Sílvio diz que mega também é a miséria em Foz, uma dura realidade do povo oprimido.
— Quanto maior a miséria material, menor a capacidade de dispor da sua própria história, arte, com uma linguagem própria. Por isso, não existe o interesse por parte dos poderosos em eliminá-la. Contudo, acreditamos em uma mudança de pensamento, uma conscientização do povo, se for trabalhado para isso, e com esse objetivo estamos lutando, sabendo que trilhamos um caminho árduo e muito modesto — confidencia.

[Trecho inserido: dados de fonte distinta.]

//! Heartmux Heartbeat Worker
//!
//! Runs one heartbeat worker and logs its pulses and results until Ctrl-C.

use dotenvy::dotenv;
use heartmux::config::{get_environment, HeartbeatConfig};
use heartmux::core::runtime::HeartbeatRuntime;
use heartmux::logging;
use heartmux::metrics::Metrics;
use std::sync::Arc;
use tokio::signal;
use tokio_util::sync::CancellationToken;
use tracing::{error, info};

#[tokio::main]
async fn main() -> Result<(), Box<dyn std::error::Error>> {
    // Load environment variables from .env if present
    dotenv().ok();

    logging::init_logging();

    let config = HeartbeatConfig::from_env()?;
    info!("Starting Heartmux Heartbeat Worker");
    info!(environment = %get_environment(), "Environment");
    info!(
        pulse_interval_ms = config.pulse_interval.as_millis() as u64,
        work_multiplier = config.work_multiplier,
        "Pulse every {:?}, result every {} pulses",
        config.pulse_interval,
        config.work_multiplier
    );

    let metrics = Arc::new(Metrics::new()?);
    let runtime = HeartbeatRuntime::new(config).with_metrics(metrics.clone());

    let token = CancellationToken::new();
    let monitor_token = token.clone();
    let monitor = tokio::spawn(async move { runtime.run(monitor_token).await });

    signal::ctrl_c().await?;
    info!("Shutting down heartbeat worker...");
    token.cancel();

    match monitor.await {
        Ok(report) => info!(
            pulses = report.pulses,
            results = report.results,
            stalls = report.stalls,
            "Heartbeat worker stopped"
        ),
        Err(e) => error!(error = %e, "Heartbeat monitor task failed"),
    }

    match metrics.export() {
        Ok(text) => info!(metrics = %text, "Final heartbeat metrics"),
        Err(e) => error!(error = %e, "Failed to export metrics"),
    }

    Ok(())
}
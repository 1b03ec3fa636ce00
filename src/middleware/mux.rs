//! Router whose routes are composed with per-group decorator chains
//!
//! Path matching is delegated to an [`axum::Router`], which serves as the
//! dispatch table shared by the root [`Mux`] and every [`Group`] derived from
//! it. Each scope privately owns its decorator chain; a handler is composed
//! with its scope's chain once, at registration.

use super::chain::{Chain, Decorator};
use super::handler::Handler;
use axum::extract::Request;
use axum::response::Response;
use axum::routing::{any_service, on_service, MethodFilter};
use std::future::Future;
use tracing::debug;

/// Root of a routing tree.
///
/// ```ignore
/// let mut mux = Mux::new();
/// mux.use_global([recover_panic(), log_request()]);
/// mux.handle_fn("GET /health", |_req| async { "ok".into_response() });
/// mux.group(|api| {
///     api.use_route([set_response_header(CACHE_CONTROL, HeaderValue::from_static("no-store"))]);
///     api.handle("GET /api/reports", Handler::from_handler(list_reports));
/// });
/// let app = mux.into_router();
/// ```
#[derive(Default)]
pub struct Mux {
    table: axum::Router,
    global: Chain,
    routes: Chain,
}

impl Mux {
    pub fn new() -> Self {
        Self::default()
    }

    /// Append decorators that wrap the whole dispatch table, including
    /// requests that match no route.
    pub fn use_global(&mut self, decorators: impl IntoIterator<Item = Decorator>) -> &mut Self {
        self.global.append(decorators);
        self
    }

    /// Append decorators to the root route chain. Routes registered and
    /// groups created afterwards inherit them.
    pub fn use_route(&mut self, decorators: impl IntoIterator<Item = Decorator>) -> &mut Self {
        self.routes.append(decorators);
        self
    }

    /// Register `handler` under `pattern` (`"/path"` or `"GET /path"`).
    ///
    /// # Panics
    /// Panics if the pattern conflicts with an existing registration, as
    /// [`axum::Router::route`] does.
    pub fn handle(&mut self, pattern: &str, handler: Handler) -> &mut Self {
        register(&mut self.table, &self.routes, pattern, handler);
        self
    }

    pub fn handle_fn<F, Fut>(&mut self, pattern: &str, f: F) -> &mut Self
    where
        F: Fn(Request) -> Fut + Send + Sync + 'static,
        Fut: Future<Output = Response> + Send + 'static,
    {
        self.handle(pattern, Handler::new(f))
    }

    /// Open a scope seeded with a copy of the root route chain
    pub fn group<F>(&mut self, configure: F) -> &mut Self
    where
        F: FnOnce(&mut Group<'_>),
    {
        let mut group = Group {
            table: &mut self.table,
            chain: self.routes.clone(),
        };
        configure(&mut group);
        self
    }

    pub fn global_chain(&self) -> &Chain {
        &self.global
    }

    pub fn route_chain(&self) -> &Chain {
        &self.routes
    }

    /// Compose the global chain around the dispatch table, once
    pub fn into_handler(self) -> Handler {
        debug!(global = ?self.global, "Mux: composing global chain");
        self.global.then(Handler::from_service(self.table))
    }

    /// Finish construction and return a router ready for `axum::serve`
    pub fn into_router(self) -> axum::Router {
        axum::Router::new().fallback_service(self.into_handler())
    }
}

/// Scope with its own route chain over the dispatch table of its [`Mux`]
pub struct Group<'a> {
    table: &'a mut axum::Router,
    chain: Chain,
}

impl Group<'_> {
    /// Append decorators to this group only; the parent and siblings are unaffected.
    pub fn use_route(&mut self, decorators: impl IntoIterator<Item = Decorator>) -> &mut Self {
        self.chain.append(decorators);
        self
    }

    /// # Panics
    /// Panics if the pattern conflicts with an existing registration.
    pub fn handle(&mut self, pattern: &str, handler: Handler) -> &mut Self {
        register(&mut *self.table, &self.chain, pattern, handler);
        self
    }

    pub fn handle_fn<F, Fut>(&mut self, pattern: &str, f: F) -> &mut Self
    where
        F: Fn(Request) -> Fut + Send + Sync + 'static,
        Fut: Future<Output = Response> + Send + 'static,
    {
        self.handle(pattern, Handler::new(f))
    }

    /// Open a nested scope seeded with a copy of this group's chain
    pub fn group<F>(&mut self, configure: F) -> &mut Self
    where
        F: FnOnce(&mut Group<'_>),
    {
        let mut child = Group {
            table: &mut *self.table,
            chain: self.chain.clone(),
        };
        configure(&mut child);
        self
    }

    pub fn route_chain(&self) -> &Chain {
        &self.chain
    }
}

fn register(table: &mut axum::Router, chain: &Chain, pattern: &str, handler: Handler) {
    let (filter, path) = split_pattern(pattern);
    let composed = chain.then(handler);
    let method_router = match filter {
        Some(filter) => on_service(filter, composed),
        None => any_service(composed),
    };

    *table = std::mem::take(table).route(path, method_router);

    debug!(
        pattern = %pattern,
        decorators = ?chain.names(),
        "Mux: registered route"
    );
}

/// Split `"GET /path"` into a method filter and a path. Anything that does
/// not start with a known method is treated as a bare path.
fn split_pattern(pattern: &str) -> (Option<MethodFilter>, &str) {
    let Some((method, path)) = pattern.split_once(' ') else {
        return (None, pattern);
    };

    let filter = match method {
        "GET" => MethodFilter::GET,
        "POST" => MethodFilter::POST,
        "PUT" => MethodFilter::PUT,
        "PATCH" => MethodFilter::PATCH,
        "DELETE" => MethodFilter::DELETE,
        "HEAD" => MethodFilter::HEAD,
        "OPTIONS" => MethodFilter::OPTIONS,
        "TRACE" => MethodFilter::TRACE,
        _ => return (None, pattern),
    };

    (Some(filter), path.trim_start())
}
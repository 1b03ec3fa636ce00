//! Core application primitives (HTTP server, heartbeat runtime)

pub mod http;
pub mod runtime;

pub use http::*;
pub use runtime::*;
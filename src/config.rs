//! Environment-driven configuration for the binaries

use std::env;
use std::time::Duration;
use thiserror::Error;

pub const DEFAULT_PORT: u16 = 8080;
pub const DEFAULT_PULSE_INTERVAL_MS: u64 = 1_000;
pub const DEFAULT_WORK_MULTIPLIER: u32 = 3;

#[derive(Debug, Error, PartialEq, Eq)]
pub enum ConfigError {
    #[error("{name} has an invalid value '{value}'")]
    Invalid { name: &'static str, value: String },
    #[error("{name} must be greater than zero")]
    Zero { name: &'static str },
}

/// Deployment environment name (`ENVIRONMENT`), defaults to `sandbox`
pub fn get_environment() -> String {
    env::var("ENVIRONMENT").unwrap_or_else(|_| "sandbox".to_string())
}

#[derive(Debug, Clone, PartialEq, Eq)]
pub struct ServerConfig {
    pub port: u16,
}

impl Default for ServerConfig {
    fn default() -> Self {
        Self { port: DEFAULT_PORT }
    }
}

impl ServerConfig {
    pub fn from_env() -> Result<Self, ConfigError> {
        Self::from_vars(|name| env::var(name).ok())
    }

    pub fn from_vars<F>(lookup: F) -> Result<Self, ConfigError>
    where
        F: Fn(&str) -> Option<String>,
    {
        let port = parse_var(&lookup, "PORT")?.unwrap_or(DEFAULT_PORT);
        Ok(Self { port })
    }
}

/// Settings for the heartbeat worker and its monitor
#[derive(Debug, Clone, PartialEq, Eq)]
pub struct HeartbeatConfig {
    pub pulse_interval: Duration,
    pub work_multiplier: u32,
    /// How long the monitor waits for any event before reporting a stall
    pub monitor_timeout: Duration,
}

impl Default for HeartbeatConfig {
    fn default() -> Self {
        let pulse_interval = Duration::from_millis(DEFAULT_PULSE_INTERVAL_MS);
        Self {
            pulse_interval,
            work_multiplier: DEFAULT_WORK_MULTIPLIER,
            monitor_timeout: pulse_interval * 2,
        }
    }
}

impl HeartbeatConfig {
    pub fn from_env() -> Result<Self, ConfigError> {
        Self::from_vars(|name| env::var(name).ok())
    }

    pub fn from_vars<F>(lookup: F) -> Result<Self, ConfigError>
    where
        F: Fn(&str) -> Option<String>,
    {
        let pulse_ms: u64 =
            parse_var(&lookup, "PULSE_INTERVAL_MS")?.unwrap_or(DEFAULT_PULSE_INTERVAL_MS);
        if pulse_ms == 0 {
            return Err(ConfigError::Zero {
                name: "PULSE_INTERVAL_MS",
            });
        }

        let work_multiplier: u32 =
            parse_var(&lookup, "WORK_MULTIPLIER")?.unwrap_or(DEFAULT_WORK_MULTIPLIER);
        if work_multiplier == 0 {
            return Err(ConfigError::Zero {
                name: "WORK_MULTIPLIER",
            });
        }

        let pulse_interval = Duration::from_millis(pulse_ms);
        let monitor_timeout = match parse_var::<u64, _>(&lookup, "MONITOR_TIMEOUT_MS")? {
            Some(0) => {
                return Err(ConfigError::Zero {
                    name: "MONITOR_TIMEOUT_MS",
                })
            }
            Some(ms) => Duration::from_millis(ms),
            None => pulse_interval * 2,
        };

        Ok(Self {
            pulse_interval,
            work_multiplier,
            monitor_timeout,
        })
    }
}

fn parse_var<T, F>(lookup: &F, name: &'static str) -> Result<Option<T>, ConfigError>
where
    T: std::str::FromStr,
    F: Fn(&str) -> Option<String>,
{
    match lookup(name) {
        None => Ok(None),
        Some(raw) => raw
            .trim()
            .parse()
            .map(Some)
            .map_err(|_| ConfigError::Invalid { name, value: raw }),
    }
}
//! Heartbeat runtime: one worker and a monitor that consumes its streams

use crate::config::HeartbeatConfig;
use crate::heartbeat::{Event, Heartbeat, WorkerHandle};
use crate::metrics::Metrics;
use chrono::Utc;
use std::fmt::Debug;
use std::sync::Arc;
use tokio_util::sync::CancellationToken;
use tracing::{debug, info, warn};

/// What the monitor observed before the worker's streams closed
#[derive(Debug, Clone, Copy, Default, PartialEq, Eq)]
pub struct RuntimeReport {
    pub pulses: u64,
    pub results: u64,
    /// Waits that hit the monitor timeout without any event
    pub stalls: u64,
}

pub struct HeartbeatRuntime {
    config: HeartbeatConfig,
    metrics: Option<Arc<Metrics>>,
}

impl HeartbeatRuntime {
    pub fn new(config: HeartbeatConfig) -> Self {
        Self {
            config,
            metrics: None,
        }
    }

    pub fn with_metrics(mut self, metrics: Arc<Metrics>) -> Self {
        self.metrics = Some(metrics);
        self
    }

    pub fn config(&self) -> &HeartbeatConfig {
        &self.config
    }

    /// Worker builder configured from this runtime
    pub fn heartbeat(&self) -> Heartbeat {
        let heartbeat = Heartbeat::new(self.config.pulse_interval)
            .with_work_multiplier(self.config.work_multiplier);
        match &self.metrics {
            Some(metrics) => heartbeat.with_metrics(metrics.clone()),
            None => heartbeat,
        }
    }

    /// Run a timestamp-producing worker until `token` is cancelled
    pub async fn run(&self, token: CancellationToken) -> RuntimeReport {
        let handle = self.heartbeat().spawn(token, Utc::now);
        self.monitor(handle).await
    }

    /// Consume `handle` until both of its streams close
    pub async fn monitor<T: Debug>(&self, mut handle: WorkerHandle<T>) -> RuntimeReport {
        let mut report = RuntimeReport::default();
        let timeout = self.config.monitor_timeout;

        info!(
            pulse_interval_ms = self.config.pulse_interval.as_millis() as u64,
            timeout_ms = timeout.as_millis() as u64,
            "HeartbeatRuntime: monitoring worker"
        );

        loop {
            match handle.next_event_within(timeout).await {
                Some(Event::Pulse(pulse)) => {
                    report.pulses += 1;
                    debug!(seq = pulse.seq, "HeartbeatRuntime: pulse");
                }
                Some(Event::Result(result)) => {
                    report.results += 1;
                    info!(result = ?result, "HeartbeatRuntime: result received");
                }
                Some(Event::Closed) => break,
                None => {
                    report.stalls += 1;
                    warn!(
                        timeout_ms = timeout.as_millis() as u64,
                        "HeartbeatRuntime: no pulse within timeout, worker may be unhealthy"
                    );
                }
            }
        }

        handle.join().await;
        info!(
            pulses = report.pulses,
            results = report.results,
            stalls = report.stalls,
            "HeartbeatRuntime: worker streams closed"
        );
        report
    }
}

— Assim, paralelo a esse trabalho de resgate da nossa memória, começamos a desenvolver um outro, que é o incentivo a leitura e a expressão das pessoas, chamado “Tirando de letra”. Esse projeto se desenvolve através de um site e de uma revista, a Revista Escrita, reunindo pessoas que trabalham profissionalmente com a expressão verbal e expressões populares de gente das mais variadas origens — fala Sílvio, que é o editor da revista.
— Esse projeto vai até as escolas públicas de Foz do Iguaçu, onde desenvolve oficinas de leitura, oficinas de produção de textos e, principalmente, de discussão da arte como uma ferramenta de transformação social. Trabalhamos com um povo que tem pouco acesso à leitura, principalmente pela falta de equipamentos públicos que proporcionem isso — continua.
Leitura e expressão verbal do povo
Sílvio diz que a agitação em torno da leitura vem da ideia de que ler é muito importante, entre outras, como aparato de libertação do povo.
— Acreditamos que povo, entre outras coisas, precisa se apropriar da leitura e da capacidade de expressão verbal para se libertar. Essa é a nossa atitude política perante um mundo que não nos interessa, que é o mundo do capitalismo. O que nos interessa é a libertação da sociedade humana nesse viés, nessa forma de viver — declara.
— Partindo do pressuposto de que o mundo que precede a leitura é o mundo das pessoas, então expressar esse mundo significa se libertar também do jugo da opressão, onde só se pode ler o que a classe que domina produz; onde só se pode produzir e expressar aquilo que é o pensamento, a ideologia dominante de uma sociedade capitalista. Nós invertemos essa ordem, porque achamos que as pessoas podem se apropriar dos mecanismos — fala com otimismo.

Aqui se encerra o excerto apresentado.